Posted: 6. Mar 2011, 05:05
by sirius
jonsof wrote:Sirius what about using the "shared-folder" with read-only permissions for the guest - this is an option in shared folder settings.Also what about using NAT, or internal networking with another VM as gateway? The scenarios are many.
Read-only permissions on a shared folder should be safe. As I mentioned in my original reply, certain network settings could probably prevent a network worm from spreading.
Besides the presence of an infected file isn't absolutely a threat.Because the threat level is defined by the user's level of expertise.
There is no need to generalise and scare people :)
I was just answering the question and pointing out that in certain cases it IS possible for a virus to spread from a VM to a host.
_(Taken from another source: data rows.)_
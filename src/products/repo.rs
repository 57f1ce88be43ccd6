use std::sync::Arc;

use async_trait::async_trait;
use serde::Serialize;
use sqlx::{FromRow, PgPool};
use thiserror::Error;
use tokio::sync::RwLock;
use tracing::{debug, info};
use utoipa::ToSchema;

#[derive(Debug, Clone, PartialEq, Serialize, FromRow, ToSchema)]
pub struct Product {
    pub id: i64,
    pub title: String,
    pub description: String,
    pub price: f64,
    pub count: i64,
}

/// The four business fields of a product, without an id.
#[derive(Debug, Clone, PartialEq)]
pub struct NewProduct {
    pub title: String,
    pub description: String,
    pub price: f64,
    pub count: i64,
}

impl Product {
    fn has_content(&self, p: &NewProduct) -> bool {
        self.title == p.title
            && self.description == p.description
            && self.price == p.price
            && self.count == p.count
    }

    fn from_new(id: i64, p: &NewProduct) -> Self {
        Self {
            id,
            title: p.title.clone(),
            description: p.description.clone(),
            price: p.price,
            count: p.count,
        }
    }
}

#[derive(Debug, Error)]
pub enum ProductError {
    #[error("Product {0} not found")]
    NotFound(i64),

    #[error("Product with the same title, description, price, and count already exists")]
    DuplicateContent,

    #[error("storage error: {0}")]
    Storage(#[from] sqlx::Error),
}

#[async_trait]
pub trait ProductStore: Send + Sync {
    /// Products in insertion order. `limit` is not capped here.
    async fn list(&self, offset: i64, limit: i64) -> Result<Vec<Product>, ProductError>;

    async fn get_by_id(&self, id: i64) -> Result<Option<Product>, ProductError>;

    /// Fails with `DuplicateContent` if a product with identical content exists.
    async fn create(&self, product: &NewProduct) -> Result<Product, ProductError>;

    /// Replaces all four fields of `id`. The record itself is excluded from
    /// the duplicate comparison, so re-saving unchanged values succeeds.
    async fn update(&self, id: i64, product: &NewProduct) -> Result<Product, ProductError>;

    async fn delete_by_id(&self, id: i64) -> Result<i64, ProductError>;

    /// Returns the number of rows removed.
    async fn delete_all(&self) -> Result<u64, ProductError>;
}

#[derive(Clone)]
pub struct PgProductStore {
    db: PgPool,
}

impl PgProductStore {
    pub fn new(db: PgPool) -> Self {
        Self { db }
    }
}

fn map_unique_violation(err: sqlx::Error) -> ProductError {
    match &err {
        sqlx::Error::Database(db) if db.is_unique_violation() => ProductError::DuplicateContent,
        _ => ProductError::Storage(err),
    }
}

#[async_trait]
impl ProductStore for PgProductStore {
    async fn list(&self, offset: i64, limit: i64) -> Result<Vec<Product>, ProductError> {
        let mut tx = self.db.begin().await?;
        let rows = sqlx::query_as::<_, Product>(
            r#"
            SELECT id, title, description, price, "count"
            FROM products
            ORDER BY id ASC
            LIMIT $1 OFFSET $2
            "#,
        )
        .bind(limit)
        .bind(offset)
        .fetch_all(&mut *tx)
        .await?;
        tx.commit().await?;
        Ok(rows)
    }

    async fn get_by_id(&self, id: i64) -> Result<Option<Product>, ProductError> {
        let mut tx = self.db.begin().await?;
        let row = sqlx::query_as::<_, Product>(
            r#"
            SELECT id, title, description, price, "count"
            FROM products
            WHERE id = $1
            "#,
        )
        .bind(id)
        .fetch_optional(&mut *tx)
        .await?;
        tx.commit().await?;
        Ok(row)
    }

    async fn create(&self, product: &NewProduct) -> Result<Product, ProductError> {
        let mut tx = self.db.begin().await?;

        let duplicate: Option<(i64,)> = sqlx::query_as(
            r#"
            SELECT id FROM products
            WHERE title = $1 AND description = $2 AND price = $3 AND "count" = $4
            LIMIT 1
            "#,
        )
        .bind(&product.title)
        .bind(&product.description)
        .bind(product.price)
        .bind(product.count)
        .fetch_optional(&mut *tx)
        .await?;
        if let Some((existing,)) = duplicate {
            debug!(existing, "create rejected: duplicate content");
            return Err(ProductError::DuplicateContent);
        }

        let created = sqlx::query_as::<_, Product>(
            r#"
            INSERT INTO products (title, description, price, "count")
            VALUES ($1, $2, $3, $4)
            RETURNING id, title, description, price, "count"
            "#,
        )
        .bind(&product.title)
        .bind(&product.description)
        .bind(product.price)
        .bind(product.count)
        .fetch_one(&mut *tx)
        .await
        .map_err(map_unique_violation)?;

        tx.commit().await?;
        info!(product_id = created.id, "product row inserted");
        Ok(created)
    }

    async fn update(&self, id: i64, product: &NewProduct) -> Result<Product, ProductError> {
        let mut tx = self.db.begin().await?;

        let exists: Option<(i64,)> = sqlx::query_as("SELECT id FROM products WHERE id = $1")
            .bind(id)
            .fetch_optional(&mut *tx)
            .await?;
        if exists.is_none() {
            return Err(ProductError::NotFound(id));
        }

        let duplicate: Option<(i64,)> = sqlx::query_as(
            r#"
            SELECT id FROM products
            WHERE title = $1 AND description = $2 AND price = $3 AND "count" = $4
              AND id <> $5
            LIMIT 1
            "#,
        )
        .bind(&product.title)
        .bind(&product.description)
        .bind(product.price)
        .bind(product.count)
        .bind(id)
        .fetch_optional(&mut *tx)
        .await?;
        if let Some((existing,)) = duplicate {
            debug!(product_id = id, existing, "update rejected: duplicate content");
            return Err(ProductError::DuplicateContent);
        }

        let updated = sqlx::query_as::<_, Product>(
            r#"
            UPDATE products
            SET title = $1, description = $2, price = $3, "count" = $4
            WHERE id = $5
            RETURNING id, title, description, price, "count"
            "#,
        )
        .bind(&product.title)
        .bind(&product.description)
        .bind(product.price)
        .bind(product.count)
        .bind(id)
        .fetch_optional(&mut *tx)
        .await
        .map_err(map_unique_violation)?
        .ok_or(ProductError::NotFound(id))?;

        tx.commit().await?;
        info!(product_id = id, "product row updated");
        Ok(updated)
    }

    async fn delete_by_id(&self, id: i64) -> Result<i64, ProductError> {
        let mut tx = self.db.begin().await?;
        let deleted: Option<(i64,)> = sqlx::query_as("DELETE FROM products WHERE id = $1 RETURNING id")
            .bind(id)
            .fetch_optional(&mut *tx)
            .await?;
        let (deleted,) = deleted.ok_or(ProductError::NotFound(id))?;
        tx.commit().await?;
        Ok(deleted)
    }

    async fn delete_all(&self) -> Result<u64, ProductError> {
        let mut tx = self.db.begin().await?;
        let done = sqlx::query("DELETE FROM products")
            .execute(&mut *tx)
            .await?;
        tx.commit().await?;
        Ok(done.rows_affected())
    }
}

/// Products kept in process memory, in insertion order; ids start at 1 and
/// are never reused.
#[derive(Default, Clone)]
pub struct InMemoryProductStore {
    table: Arc<RwLock<ProductTable>>,
}

#[derive(Default)]
struct ProductTable {
    last_id: i64,
    rows: Vec<Product>,
}

impl InMemoryProductStore {
    pub fn new() -> Self {
        Self::default()
    }
}

#[async_trait]
impl ProductStore for InMemoryProductStore {
    async fn list(&self, offset: i64, limit: i64) -> Result<Vec<Product>, ProductError> {
        let table = self.table.read().await;
        Ok(table
            .rows
            .iter()
            .skip(offset.max(0) as usize)
            .take(limit.max(0) as usize)
            .cloned()
            .collect())
    }

    async fn get_by_id(&self, id: i64) -> Result<Option<Product>, ProductError> {
        let table = self.table.read().await;
        Ok(table.rows.iter().find(|p| p.id == id).cloned())
    }

    async fn create(&self, product: &NewProduct) -> Result<Product, ProductError> {
        let mut table = self.table.write().await;
        if table.rows.iter().any(|p| p.has_content(product)) {
            return Err(ProductError::DuplicateContent);
        }
        table.last_id += 1;
        let created = Product::from_new(table.last_id, product);
        table.rows.push(created.clone());
        Ok(created)
    }

    async fn update(&self, id: i64, product: &NewProduct) -> Result<Product, ProductError> {
        let mut table = self.table.write().await;
        let idx = table
            .rows
            .iter()
            .position(|p| p.id == id)
            .ok_or(ProductError::NotFound(id))?;
        if table
            .rows
            .iter()
            .any(|p| p.id != id && p.has_content(product))
        {
            return Err(ProductError::DuplicateContent);
        }
        let updated = Product::from_new(id, product);
        table.rows[idx] = updated.clone();
        Ok(updated)
    }

    async fn delete_by_id(&self, id: i64) -> Result<i64, ProductError> {
        let mut table = self.table.write().await;
        let idx = table
            .rows
            .iter()
            .position(|p| p.id == id)
            .ok_or(ProductError::NotFound(id))?;
        table.rows.remove(idx);
        Ok(id)
    }

    async fn delete_all(&self) -> Result<u64, ProductError> {
        let mut table = self.table.write().await;
        let removed = table.rows.len() as u64;
        table.rows.clear();
        Ok(removed)
    }
}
I made no assumptions about the OP's level of expertise, and I'd rather not give advice that results in someone's system being infected. Certainly anyone with enough expertise knows enough to handle a virus infected file with care (and to not be scared), but for someone without that expertise, I'd rather they be scared than infected. :-)

Re: VB and viruses

Posted: 6. Mar 2011, 05:11
by sirius
kebabbert wrote:I was thinking about this as well. If you use different OS for a guest, would that be safer? Let us say you have Linux as host, and run Windows as guest. Would a Windows virus be able to infect Linux? Are there any cross platform viruses? For instance, MS VisualBasic macro viruses? Or Java?
MS office macro viruses were the first cross-platform viruses, I don't know if there have been any subsequent ones. It might be possible with a cross platform scripting language (JavaScript perhaps?), but Java should be safe since it runs in a sandbox. Aside from something like that it shouldn't be possible for a virus to spread between operating systems.

Re: VB and viruses

Posted: 6. Mar 2011, 11:16
by mpack
jonsof wrote:There is no need to generalise and scare people :)
There is, if you want to sell AV software, or your own services as an "IT person" - I hasten to add that I'm not suggesting that's true of Sirius... I'm just making my own weakly founded generalization... :-)

FWIW, I have had no resident AV on any of my own (*) hosts or guests for quite some time - and my PCs perform excellently, thanks very much! I do regularly scan with a non-resident malware scanner, but I've never found anything worth reporting. From this I confirm my belief that the performance impact of resident A/V is not justified by the threat prevalence. Yet if that threat should ever come to pass, then I have multiple beachheads to fall back on: rolling Acronis whole disk image backups, backups of individual important document folders to CD, and to other PCs I use etc etc. So, even if I'm attacked, I don't believe I can be injured. To me the whole thing is a scam: far from protecting us against malware, resident A/V is the malware - it's a clumsy DOS (Denial Of Service) attack that stops you enjoying your own PC to its full potential.

(*) I distinguish between "my own" and "my employers". My employer uses an IT contracter and he stuffs every PC to the gills with AV software as a matter of course, no thought or justification required. He gets away with it of course because most PC users know even less than him. I refuse to use any of the treated PCs for development, I find them unusable.

Re: VB and viruses

Posted: 6. Mar 2011, 11:26
by kebabbert
sirius wrote:
kebabbert wrote:I was thinking about this as well. If you use different OS for a guest, would that be safer? Let us say you have Linux as host, and run Windows as guest. Would a Windows virus be able to infect Linux? Are there any cross platform viruses? For instance, MS VisualBasic macro viruses? Or Java?
MS office macro viruses were the first cross-platform viruses, I don't know if there have been any subsequent ones. It might be possible with a cross platform scripting language (JavaScript perhaps?), but Java should be safe since it runs in a sandbox. Aside from something like that it shouldn't be possible for a virus to spread between operating systems.
So it could be safer to use different OSes?

I am thinking of not allowing the guest OS to see or communicate with the host OS in anyway. Shutdown the connection between them. That would increase safety, dont you think? If someone hacks the guest OS, there is no connection to the host OS, so the hacker can not seize control over the host OS.